# Sigma 50-150mm F2.8 EX DC APO OS HSM - what happened to this lens



## stabmasterasron (Feb 8, 2012)

This lens was announced a year ago, but never materialized. The older version is no longer available either. I rented the earlier version (not the oldest one) late last year. It was a great lens. It didn't have stabilization, but the nice, wide aperture allowed me to shoot most things shake free. This was a very nice lens, and from what I could tell had very good IQ. I was eagerly waiting for the updated version, but I think maybe Sigma has killed the project. Maybe too much overlap with the 70-200 f/2.8? This lens was nice and light, small, and built really well. It was really just a nice lens. Too bad.
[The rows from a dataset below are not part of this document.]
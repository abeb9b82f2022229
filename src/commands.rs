//! Command types for the Elm-style architecture
//!
//! Commands represent side effects the host performs after an update:
//! timers, paint frames, focus moves, mounting the popup layer, navigation
//! and settling open tickets.

use std::collections::VecDeque;
use std::time::Duration;

use crate::item::MenuItem;
use crate::model::{
    FrameToken, HostElementId, InstanceId, MountPoint, OpenRequest, OpenTicket, TimerToken,
};
use crate::view::NodeId;

/// Where focus should move
#[derive(Debug, Clone, Copy, PartialEq, Eq)]
pub enum FocusTarget {
    /// A node in a menu's popup
    Menu { instance: InstanceId, node: NodeId },
    /// Back to a host element (focus restore on close)
    Host(HostElementId),
}

/// Commands returned by update functions
#[derive(Debug, Clone, Default, PartialEq)]
pub enum Cmd {
    /// No command - do nothing
    #[default]
    None,
    /// Execute multiple commands in order
    Batch(Vec<Cmd>),
    /// The instance's tree changed; repaint it
    Redraw(InstanceId),
    /// After `delay`, send `MenuMsg::Timer(token)` to `instance`
    ScheduleTimer {
        instance: InstanceId,
        token: TimerToken,
        delay: Duration,
    },
    CancelTimer {
        instance: InstanceId,
        token: TimerToken,
    },
    /// On the next paint frame, send `MenuMsg::Frame(token)`
    RequestFrame {
        instance: InstanceId,
        token: FrameToken,
    },
    Focus(FocusTarget),
    /// Suppress the native default of the event being handled
    PreventDefault,
    /// Follow a link item
    Navigate {
        href: String,
        target: Option<String>,
        /// Modifier-click: let the host open a new tab/window instead
        passthrough: bool,
    },
    /// Attach the popup root to the host's portal
    Mount {
        instance: InstanceId,
        root: NodeId,
        mount: MountPoint,
    },
    /// Detach the popup root
    Unmount { instance: InstanceId, root: NodeId },
    /// The open ticket is settled with the selected item, if any
    Settled {
        instance: InstanceId,
        ticket: OpenTicket,
        selection: Option<MenuItem>,
    },
}

impl Cmd {
    /// Create a batch of commands, dropping no-ops and unwrapping singletons
    pub fn batch(cmds: Vec<Cmd>) -> Self {
        let mut flat: Vec<Cmd> = cmds.into_iter().filter(|c| !c.is_none()).collect();
        match flat.len() {
            0 => Cmd::None,
            1 => flat.remove(0),
            _ => Cmd::Batch(flat),
        }
    }

    pub fn is_none(&self) -> bool {
        matches!(self, Cmd::None)
    }

    /// Check if this command requires a repaint
    pub fn needs_redraw(&self) -> bool {
        match self {
            Cmd::Redraw(_) | Cmd::Mount { .. } | Cmd::Unmount { .. } => true,
            Cmd::Batch(cmds) => cmds.iter().any(|c| c.needs_redraw()),
            _ => false,
        }
    }

    /// Depth-first list of the leaf commands
    pub fn flatten(self) -> Vec<Cmd> {
        match self {
            Cmd::None => Vec::new(),
            Cmd::Batch(cmds) => cmds.into_iter().flat_map(Cmd::flatten).collect(),
            other => vec![other],
        }
    }
}

/// Cross-instance notifications collected while handling a message
///
/// The registry drains these after every handler so the single-open
/// invariant is enforced in one place.
#[derive(Debug, Clone)]
pub(crate) enum Signal {
    /// The instance passed its before-open hook and wants to be the open one
    Registered(InstanceId),
    /// The instance finished closing (or aborted its open)
    Unregistered(InstanceId),
    /// A bound trigger asked to open the menu
    OpenRequested(InstanceId, OpenRequest),
}

/// Collector threaded through update handlers
#[derive(Debug, Default)]
pub(crate) struct Effects {
    cmds: Vec<Cmd>,
    signals: VecDeque<Signal>,
}

impl Effects {
    pub fn new() -> Self {
        Self::default()
    }

    pub fn push(&mut self, cmd: Cmd) {
        if !cmd.is_none() {
            self.cmds.push(cmd);
        }
    }

    pub fn signal(&mut self, signal: Signal) {
        self.signals.push_back(signal);
    }

    pub fn next_signal(&mut self) -> Option<Signal> {
        self.signals.pop_front()
    }

    pub fn into_cmd(self) -> Cmd {
        Cmd::batch(self.cmds)
    }
}

#[cfg(test)]
mod tests {
    use super::*;

    #[test]
    fn test_batch_unwraps_and_drops_none() {
        assert_eq!(Cmd::batch(vec![Cmd::None, Cmd::None]), Cmd::None);
        assert_eq!(Cmd::batch(vec![Cmd::None, Cmd::PreventDefault]), Cmd::PreventDefault);
        assert!(matches!(
            Cmd::batch(vec![Cmd::PreventDefault, Cmd::PreventDefault]),
            Cmd::Batch(v) if v.len() == 2
        ));
    }

    #[test]
    fn test_flatten_nested() {
        let cmd = Cmd::Batch(vec![
            Cmd::PreventDefault,
            Cmd::Batch(vec![Cmd::None, Cmd::PreventDefault]),
        ]);
        assert_eq!(cmd.flatten().len(), 2);
    }
}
Maybe I can buy this lens from my local rental place.


----------



## Mt Spokane Photography (Feb 8, 2012)

Sometimes those announced Sigma lenses never actually appear, sometimes they do ... eventually. Its kind of sad.
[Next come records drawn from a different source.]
#[cfg(test)]
mod tests {
    use super::*;

    #[test]
    fn test_infers_submenu_from_children() {
        let raw = RawItem {
            label: Some("More".into()),
            children: Some(vec![RawItem::action("Rename")]),
            ..RawItem::default()
        };
        assert_eq!(normalize(raw).kind(), ItemKind::Submenu);
    }

    #[test]
    fn test_infers_link_from_href() {
        let raw = RawItem {
            label: Some("Docs".into()),
            href: Some("https://example.com".into()),
            ..RawItem::default()
        };
        assert_eq!(normalize(raw).kind(), ItemKind::Link);
    }

    #[test]
    fn test_infers_action_from_label() {
        let raw = RawItem {
            label: Some("Copy".into()),
            ..RawItem::default()
        };
        let item = normalize(raw);
        assert_eq!(item.kind(), ItemKind::Action);
        assert!(item.is_visible());
        assert!(item.closes_on_action());
    }

    #[test]
    fn test_blank_declaration_is_separator() {
        assert_eq!(normalize(RawItem::default()).kind(), ItemKind::Separator);
    }

    #[test]
    fn test_explicit_type_wins() {
        let raw = RawItem {
            kind: Some(ItemKind::Label),
            label: Some("Section".into()),
            href: Some("/x".into()),
            ..RawItem::default()
        };
        assert_eq!(normalize(raw).kind(), ItemKind::Label);
    }

    #[test]
    fn test_radio_value_defaults() {
        let raw = RawItem {
            kind: Some(ItemKind::Radio),
            label: Some("Small".into()),
            ..RawItem::default()
        };
        match normalize(raw) {
            MenuItem::Radio(r) => assert_eq!(r.value, "Small"),
            other => panic!("expected radio, got {:?}", other.kind()),
        }
    }

    #[test]
    fn test_lazy_producer_not_invoked() {
        use std::cell::Cell;
        use std::rc::Rc;

        let calls = Rc::new(Cell::new(0));
        let counter = calls.clone();
        let raw = RawItem::lazy_submenu(
            "Recent",
            ChildProducer::ready(move || {
                counter.set(counter.get() + 1);
                vec![]
            }),
        );
        let item = normalize(raw);
        assert!(matches!(
            item,
            MenuItem::Submenu(SubmenuItem {
                children: Children::Deferred(_),
                ..
            })
        ));
        assert_eq!(calls.get(), 0);
    }

    fn renormalized(item: &MenuItem) -> MenuItem {
        normalize(RawItem::from(item.clone()))
    }

    #[test]
    fn test_normalize_is_idempotent() {
        let cases = vec![
            RawItem::default(),
            RawItem {
                label: Some("Copy".into()),
                ..RawItem::default()
            },
            RawItem {
                kind: Some(ItemKind::Radio),
                id: Some("size-s".into()),
                label: Some("Small".into()),
                group: Some("size".into()),
                ..RawItem::default()
            },
            RawItem {
                label: Some("More".into()),
                children: Some(vec![
                    RawItem::action("Rename").with_shortcut("mod+r"),
                    RawItem::default(),
                    RawItem::link("Docs", "https://example.com"),
                    RawItem::checkbox("Wrap", true),
                ]),
                ..RawItem::default()
            },
        ];

        for raw in cases {
            let once = normalize(raw);
            assert_eq!(renormalized(&once), once);
        }
    }

    #[test]
    fn test_deep_clone_shares_no_children() {
        let original = normalize_all(vec![RawItem::submenu(
            "Share",
            vec![RawItem::submenu("Social", vec![RawItem::action("Post")])],
        )]);
        let mut copy = deep_clone(&original);
        assert_eq!(copy, original);

        if let MenuItem::Submenu(SubmenuItem {
            children: Children::Items(outer),
            ..
        }) = &mut copy[0]
        {
            if let MenuItem::Submenu(SubmenuItem {
                children: Children::Items(inner),
                ..
            }) = &mut outer[0]
            {
                inner[0] = MenuItem::action("Edited");
                inner.push(MenuItem::action("Extra"));
            }
        }

        assert_ne!(copy, original);
        let MenuItem::Submenu(SubmenuItem {
            children: Children::Items(outer),
            ..
        }) = &original[0]
        else {
            panic!("expected literal children");
        };
        let MenuItem::Submenu(SubmenuItem {
            children: Children::Items(inner),
            ..
        }) = &outer[0]
        else {
            panic!("expected literal children");
        };
        assert_eq!(inner.len(), 1);
        assert_eq!(inner[0].label(), Some("Post"));
    }

    #[test]
    fn test_parse_wrapped_and_bare_yaml() {
        let bare = "- label: Copy\n- type: separator\n";
        assert_eq!(parse_items_yaml(bare).unwrap().len(), 2);

        let wrapped = "items:\n  - label: Copy\n";
        assert_eq!(parse_items_yaml(wrapped).unwrap().len(), 1);
    }
}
Canon's early announcement of their super telephoto lenses falls in the same category, but at least, we know that they were buing built in a startup lens plant which had toothing troubles, and then the earthquake. They are slowly trickling into production.

I much prefer that a manufacturer only announnce equipment that is coming in 30 days or less.


----------



## AJ (Feb 8, 2012)

Yes it seems to have drifted off of the radar screen. Unfortunate. It likely would have been a killer portrait lens.
http://photorumors.com/2011/12/12/the-new-sigma-apo-50-150mm-f2-8-ex-dc-os-hsm-lens-is-mia/


----------



## Nick Gombinsky (Feb 8, 2012)

on the other hand...

http://photorumors.com/2012/02/07/sigma-apo-50-150mm-f2-8-ex-dc-os-hsm-lens-to-start-shipping-in-spring/


----------